Executors, monitoring, logging, and scaling!
The executor is the component that decides where and how your tasks run. Choosing the right executor is critical for production: it affects parallelism, reliability, and cost.
Imagine a restaurant kitchen. The executor is the head chef who decides who does what:
Sequential = One chef does every dish, one at a time.
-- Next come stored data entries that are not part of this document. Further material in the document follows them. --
//! Console configuration loader for Flowdeck.
//!
//! Reads `config.toml` from the data directory (`~/.flowdeck/` in production)
//! and deserializes it into [`ConsoleConfig`]. Falls back to sensible defaults
//! when the file is missing or malformed. Environment variables override the
//! file for the settings that differ per deployment.

use std::path::{Path, PathBuf};

use flowdeck_types::config::ConsoleConfig;

/// Resolve the data directory: `FLOWDECK_DATA_DIR` when set, otherwise
/// `~/.flowdeck`.
pub fn resolve_data_dir() -> PathBuf {
    if let Ok(dir) = std::env::var("FLOWDECK_DATA_DIR") {
        return PathBuf::from(dir);
    }
    dirs::home_dir()
        .unwrap_or_else(|| PathBuf::from("."))
        .join(".flowdeck")
}

/// Root of the git-backed workflow repository.
pub fn resolve_repo_dir(config: &ConsoleConfig, data_dir: &Path) -> PathBuf {
    config
        .workflow
        .repo_dir
        .clone()
        .unwrap_or_else(|| data_dir.join("workflow-repo"))
}

/// Load console configuration from `{data_dir}/config.toml`.
///
/// - If the file does not exist, returns [`ConsoleConfig::default()`].
/// - If the file exists but fails to parse, logs a warning and returns the default.
/// - If the file exists and parses successfully, returns the parsed config.
///
/// `FLOWDECK_DS_URL`, `FLOWDECK_DS_TOKEN`, and `FLOWDECK_REPO_DIR` override
/// the corresponding file settings in every case.
pub async fn load_console_config(data_dir: &Path) -> ConsoleConfig {
    let config_path = data_dir.join("config.toml");

    let mut config = match tokio::fs::read_to_string(&config_path).await {
        Ok(content) => match toml::from_str::<ConsoleConfig>(&content) {
            Ok(config) => config,
            Err(err) => {
                tracing::warn!(
                    "Failed to parse {}: {err}, using defaults",
                    config_path.display()
                );
                ConsoleConfig::default()
            }
        },
        Err(err) if err.kind() == std::io::ErrorKind::NotFound => {
            tracing::debug!(
                "No config.toml found at {}, using defaults",
                config_path.display()
            );
            ConsoleConfig::default()
        }
        Err(err) => {
            tracing::warn!("Failed to read {}: {err}, using defaults", config_path.display());
            ConsoleConfig::default()
        }
    };

    apply_env_overrides(&mut config);
    config
}

fn apply_env_overrides(config: &mut ConsoleConfig) {
    if let Ok(url) = std::env::var("FLOWDECK_DS_URL") {
        config.ds.url = url;
    }
    if let Ok(token) = std::env::var("FLOWDECK_DS_TOKEN") {
        config.ds.token = token;
    }
    if let Ok(dir) = std::env::var("FLOWDECK_REPO_DIR") {
        config.workflow.repo_dir = Some(PathBuf::from(dir));
    }
}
Slow but simple.
Local = Several chefs in the same kitchen, each doing one dish at a time.
Celery = Many kitchens (workers) in different places, all taking orders from one central board.
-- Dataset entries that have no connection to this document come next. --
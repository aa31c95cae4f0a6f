//! Workflow store service.
//!
//! Composes the commit store and the workflow index: every save lands as
//! exactly one commit, deletions stay recoverable through the commit graph,
//! and the index row tracks which commit was last pushed upstream. All
//! mutations for a single workflow are serialized through a per-UUID lock.

use std::sync::Arc;

use dashmap::DashMap;
use flowdeck_types::error::{CommitStoreError, RepositoryError, WorkflowError};
use flowdeck_types::workflow::{
    CommitEntry, DeletedWorkflow, DriftState, LocalWorkflow, SaveWorkflowOutcome,
    SaveWorkflowRequest, WorkflowDetails, WorkflowDoc, WorkflowRecord,
};
use tokio::sync::Mutex;
use uuid::Uuid;

use crate::repository::WorkflowIndex;
use crate::store::{CommitStore, DELETE_MESSAGE_PREFIX};

/// Remove `# online-version:` marker lines, keeping everything else intact.
fn strip_online_marker(content: &str) -> String {
    let mut out = String::with_capacity(content.len());
    for line in content.split_inclusive('\n') {
        if !line.starts_with("# online-version:") {
            out.push_str(line);
        }
    }
    out
}

/// Prepend the marker line naming the commit that went upstream.
fn prepend_online_marker(content: &str, hash: &str) -> String {
    format!("# online-version: {hash}\n{content}")
}

/// Service orchestrating local workflow storage.
///
/// Generic over the commit store and index traits so the core stays free of
/// IO concerns; `flowdeck-infra` provides the git and sqlite implementations.
pub struct WorkflowStore<C: CommitStore, R: WorkflowIndex> {
    commits: C,
    index: R,
    write_locks: DashMap<Uuid, Arc<Mutex<()>>>,
}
Kubernetes = The kitchen can grow or shrink automatically: more chefs when it's busy, fewer when it's quiet.
| Executor | Use Case | Parallelism | Production? |
|---|---|---|---|
| SequentialExecutor | Learning, local dev | 1 task at a time | No |
| LocalExecutor | Single machine, small teams | Multiple tasks (multiprocessing) | Yes (small scale) |
| CeleryExecutor | Distributed workers, high throughput | Many workers, horizontal scale | Yes |
| KubernetesExecutor | Cloud-native, auto-scaling | Pods per task, scale to zero | Yes |
SequentialExecutor runs one task after another in the same process. No parallelism — good only for trying Airflow on your laptop.
LocalExecutor uses a database as a queue and runs tasks in subprocesses on the same machine. Simple to set up; limited by one box.
CeleryExecutor uses Celery workers and a message broker (e.g. Redis or RabbitMQ). You add more worker machines to run more tasks — classic production choice.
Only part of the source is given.